▶ [Exercise directions]: The complete listing, repeated precisely, must form the answer.

▶ [Excerpted data]:
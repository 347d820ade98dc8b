//! 配置校验模块
//!
//! 校验规则：
//! - sink 名称非空且唯一
//! - queue_capacity > 0
//! - 0 < reconnect_initial_ms <= reconnect_max_ms
//! - block_timeout_ms (若设置) > 0
//! - 类型特定参数齐全 (network 需要合法的 addr)

use std::collections::HashSet;
use std::net::SocketAddr;

use contracts::{ContractError, FanoutBlueprint, SinkConfig, SinkType};

/// 校验 FanoutBlueprint 配置
///
/// 返回第一个遇到的错误，或 Ok(())。
pub fn validate(blueprint: &FanoutBlueprint) -> Result<(), ContractError> {
    validate_sink_names(blueprint)?;
    validate_dispatch(blueprint)?;
    for (idx, sink) in blueprint.sinks.iter().enumerate() {
        validate_sink_policy(idx, sink)?;
        validate_sink_params(idx, sink)?;
    }
    Ok(())
}

/// 校验 sink 名称非空且唯一
fn validate_sink_names(blueprint: &FanoutBlueprint) -> Result<(), ContractError> {
    let mut seen = HashSet::new();
    for (idx, sink) in blueprint.sinks.iter().enumerate() {
        if sink.name.is_empty() {
            return Err(ContractError::config_validation(
                format!("sinks[{}].name", idx),
                "sink name cannot be empty",
            ));
        }
        if !seen.insert(sink.name.as_str()) {
            return Err(ContractError::config_validation(
                format!("sinks[name={}]", sink.name),
                "duplicate sink name",
            ));
        }
    }
    Ok(())
}

/// 校验分发设置
fn validate_dispatch(blueprint: &FanoutBlueprint) -> Result<(), ContractError> {
    if blueprint.dispatch.block_timeout_ms == Some(0) {
        return Err(ContractError::config_validation(
            "dispatch.block_timeout_ms",
            "block_timeout_ms must be > 0 (omit it to wait forever)",
        ));
    }
    Ok(())
}

/// 校验投递策略
fn validate_sink_policy(idx: usize, sink: &SinkConfig) -> Result<(), ContractError> {
    let policy = &sink.policy;

    if policy.queue_capacity == 0 {
        return Err(ContractError::config_validation(
            format!("sinks[{}].queue_capacity", idx),
            "queue_capacity must be > 0",
        ));
    }

    if policy.reconnect_initial_ms == 0 {
        return Err(ContractError::config_validation(
            format!("sinks[{}].reconnect_initial_ms", idx),
            "reconnect_initial_ms must be > 0",
        ));
    }

    if policy.reconnect_initial_ms > policy.reconnect_max_ms {
        return Err(ContractError::config_validation(
            format!(
                "sinks[{}].reconnect_initial_ms / sinks[{}].reconnect_max_ms",
                idx, idx
            ),
            format!(
                "reconnect_initial_ms ({}) must be <= reconnect_max_ms ({})",
                policy.reconnect_initial_ms, policy.reconnect_max_ms
            ),
        ));
    }

    Ok(())
}

/// 校验类型特定参数
fn validate_sink_params(idx: usize, sink: &SinkConfig) -> Result<(), ContractError> {
    if sink.sink_type != SinkType::Network {
        return Ok(());
    }

    let field = format!("sinks[{}].params.addr", idx);
    let addr = sink
        .params
        .get("addr")
        .ok_or_else(|| ContractError::config_validation(&field, "network sink requires 'addr'"))?;

    addr.parse::<SocketAddr>().map_err(|e| {
        ContractError::config_validation(&field, format!("invalid address '{}': {}", addr, e))
    })?;

    Ok(())
}

#[cfg(test)]
mod tests {
    use super::*;
    use contracts::{ConfigVersion, DispatchConfig, SinkPolicy};
    use std::collections::HashMap;

    fn sink(name: &str, sink_type: SinkType) -> SinkConfig {
        SinkConfig {
            name: name.into(),
            sink_type,
            policy: SinkPolicy::default(),
            params: HashMap::new(),
        }
    }

    fn minimal_blueprint() -> FanoutBlueprint {
        let mut network = sink("tp", SinkType::Network);
        network
            .params
            .insert("addr".into(), "127.0.0.1:5010".into());

        FanoutBlueprint {
            version: ConfigVersion::V1,
            dispatch: DispatchConfig::default(),
            sinks: vec![sink("log", SinkType::Log), network],
        }
    }

    #[test]
    fn test_valid_config() {
        let bp = minimal_blueprint();
        assert!(validate(&bp).is_ok());
    }

    #[test]
    fn test_duplicate_sink_name() {
        let mut bp = minimal_blueprint();
        bp.sinks.push(sink("log", SinkType::Memory));
        let err = validate(&bp).unwrap_err().to_string();
        assert!(err.contains("duplicate sink name"), "got: {err}");
    }

    #[test]
    fn test_empty_sink_name() {
        let mut bp = minimal_blueprint();
        bp.sinks[0].name = String::new();
        let err = validate(&bp).unwrap_err().to_string();
        assert!(err.contains("cannot be empty"), "got: {err}");
    }

    #[test]
    fn test_zero_capacity() {
        let mut bp = minimal_blueprint();
        bp.sinks[0].policy.queue_capacity = 0;
        let err = validate(&bp).unwrap_err().to_string();
        assert!(err.contains("queue_capacity must be > 0"), "got: {err}");
    }

    #[test]
    fn test_inverted_reconnect_bounds() {
        let mut bp = minimal_blueprint();
        bp.sinks[1].policy.reconnect_initial_ms = 2_000;
        bp.sinks[1].policy.reconnect_max_ms = 500;
        let err = validate(&bp).unwrap_err().to_string();
        assert!(err.contains("must be <= reconnect_max_ms"), "got: {err}");
    }

    #[test]
    fn test_zero_block_timeout() {
        let mut bp = minimal_blueprint();
        bp.dispatch.block_timeout_ms = Some(0);
        assert!(validate(&bp).is_err());
    }

    #[test]
    fn test_network_requires_addr() {
        let mut bp = minimal_blueprint();
        bp.sinks[1].params.clear();
        let err = validate(&bp).unwrap_err().to_string();
        assert!(err.contains("requires 'addr'"), "got: {err}");

        bp.sinks[1]
            .params
            .insert("addr".into(), "not-an-address".into());
        let err = validate(&bp).unwrap_err().to_string();
        assert!(err.contains("invalid address"), "got: {err}");
    }
}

▶ [Problem solution]:
repository 347d820ade98dc8b
//! 配置校验模块
//!
//! 校验规则：
//! - sink 名称非空且唯一
//! - queue_capacity > 0
//! - 0 < reconnect_initial_ms <= reconnect_max_ms
//! - block_timeout_ms (若设置) > 0
//! - 类型特定参数齐全 (network 需要合法的 addr)

use std::collections::HashSet;
use std::net::SocketAddr;

use contracts::{ContractError, FanoutBlueprint, SinkConfig, SinkType};

/// 校验 FanoutBlueprint 配置
///
/// 返回第一个遇到的错误，或 Ok(())。
pub fn validate(blueprint: &FanoutBlueprint) -> Result<(), ContractError> {
    validate_sink_names(blueprint)?;
    validate_dispatch(blueprint)?;
    for (idx, sink) in blueprint.sinks.iter().enumerate() {
        validate_sink_policy(idx, sink)?;
        validate_sink_params(idx, sink)?;
    }
    Ok(())
}

/// 校验 sink 名称非空且唯一
fn validate_sink_names(blueprint: &FanoutBlueprint) -> Result<(), ContractError> {
    let mut seen = HashSet::new();
    for (idx, sink) in blueprint.sinks.iter().enumerate() {
        if sink.name.is_empty() {
            return Err(ContractError::config_validation(
                format!("sinks[{}].name", idx),
                "sink name cannot be empty",
            ));
        }
        if !seen.insert(sink.name.as_str()) {
            return Err(ContractError::config_validation(
                format!("sinks[name={}]", sink.name),
                "duplicate sink name",
            ));
        }
    }
    Ok(())
}

/// 校验分发设置
fn validate_dispatch(blueprint: &FanoutBlueprint) -> Result<(), ContractError> {
    if blueprint.dispatch.block_timeout_ms == Some(0) {
        return Err(ContractError::config_validation(
            "dispatch.block_timeout_ms",
            "block_timeout_ms must be > 0 (omit it to wait forever)",
        ));
    }
    Ok(())
}

/// 校验投递策略
fn validate_sink_policy(idx: usize, sink: &SinkConfig) -> Result<(), ContractError> {
    let policy = &sink.policy;

    if policy.queue_capacity == 0 {
        return Err(ContractError::config_validation(
            format!("sinks[{}].queue_capacity", idx),
            "queue_capacity must be > 0",
        ));
    }

    if policy.reconnect_initial_ms == 0 {
        return Err(ContractError::config_validation(
            format!("sinks[{}].reconnect_initial_ms", idx),
            "reconnect_initial_ms must be > 0",
        ));
    }

    if policy.reconnect_initial_ms > policy.reconnect_max_ms {
        return Err(ContractError::config_validation(
            format!(
                "sinks[{}].reconnect_initial_ms / sinks[{}].reconnect_max_ms",
                idx, idx
            ),
            format!(
                "reconnect_initial_ms ({}) must be <= reconnect_max_ms ({})",
                policy.reconnect_initial_ms, policy.reconnect_max_ms
            ),
        ));
    }

    Ok(())
}

/// 校验类型特定参数
fn validate_sink_params(idx: usize, sink: &SinkConfig) -> Result<(), ContractError> {
    if sink.sink_type != SinkType::Network {
        return Ok(());
    }

    let field = format!("sinks[{}].params.addr", idx);
    let addr = sink
        .params
        .get("addr")
        .ok_or_else(|| ContractError::config_validation(&field, "network sink requires 'addr'"))?;

    addr.parse::<SocketAddr>().map_err(|e| {
        ContractError::config_validation(&field, format!("invalid address '{}': {}", addr, e))
    })?;

    Ok(())
}

#[cfg(test)]
mod tests {
    use super::*;
    use contracts::{ConfigVersion, DispatchConfig, SinkPolicy};
    use std::collections::HashMap;

    fn sink(name: &str, sink_type: SinkType) -> SinkConfig {
        SinkConfig {
            name: name.into(),
            sink_type,
            policy: SinkPolicy::default(),
            params: HashMap::new(),
        }
    }

    fn minimal_blueprint() -> FanoutBlueprint {
        let mut network = sink("tp", SinkType::Network);
        network
            .params
            .insert("addr".into(), "127.0.0.1:5010".into());

        FanoutBlueprint {
            version: ConfigVersion::V1,
            dispatch: DispatchConfig::default(),
            sinks: vec![sink("log", SinkType::Log), network],
        }
    }

    #[test]
    fn test_valid_config() {
        let bp = minimal_blueprint();
        assert!(validate(&bp).is_ok());
    }

    #[test]
    fn test_duplicate_sink_name() {
        let mut bp = minimal_blueprint();
        bp.sinks.push(sink("log", SinkType::Memory));
        let err = validate(&bp).unwrap_err().to_string();
        assert!(err.contains("duplicate sink name"), "got: {err}");
    }

    #[test]
    fn test_empty_sink_name() {
        let mut bp = minimal_blueprint();
        bp.sinks[0].name = String::new();
        let err = validate(&bp).unwrap_err().to_string();
        assert!(err.contains("cannot be empty"), "got: {err}");
    }

    #[test]
    fn test_zero_capacity() {
        let mut bp = minimal_blueprint();
        bp.sinks[0].policy.queue_capacity = 0;
        let err = validate(&bp).unwrap_err().to_string();
        assert!(err.contains("queue_capacity must be > 0"), "got: {err}");
    }

    #[test]
    fn test_inverted_reconnect_bounds() {
        let mut bp = minimal_blueprint();
        bp.sinks[1].policy.reconnect_initial_ms = 2_000;
        bp.sinks[1].policy.reconnect_max_ms = 500;
        let err = validate(&bp).unwrap_err().to_string();
        assert!(err.contains("must be <= reconnect_max_ms"), "got: {err}");
    }

    #[test]
    fn test_zero_block_timeout() {
        let mut bp = minimal_blueprint();
        bp.dispatch.block_timeout_ms = Some(0);
        assert!(validate(&bp).is_err());
    }

    #[test]
    fn test_network_requires_addr() {
        let mut bp = minimal_blueprint();
        bp.sinks[1].params.clear();
        let err = validate(&bp).unwrap_err().to_string();
        assert!(err.contains("requires 'addr'"), "got: {err}");

        bp.sinks[1]
            .params
            .insert("addr".into(), "not-an-address".into());
        let err = validate(&bp).unwrap_err().to_string();
        assert!(err.contains("invalid address"), "got: {err}");
    }
}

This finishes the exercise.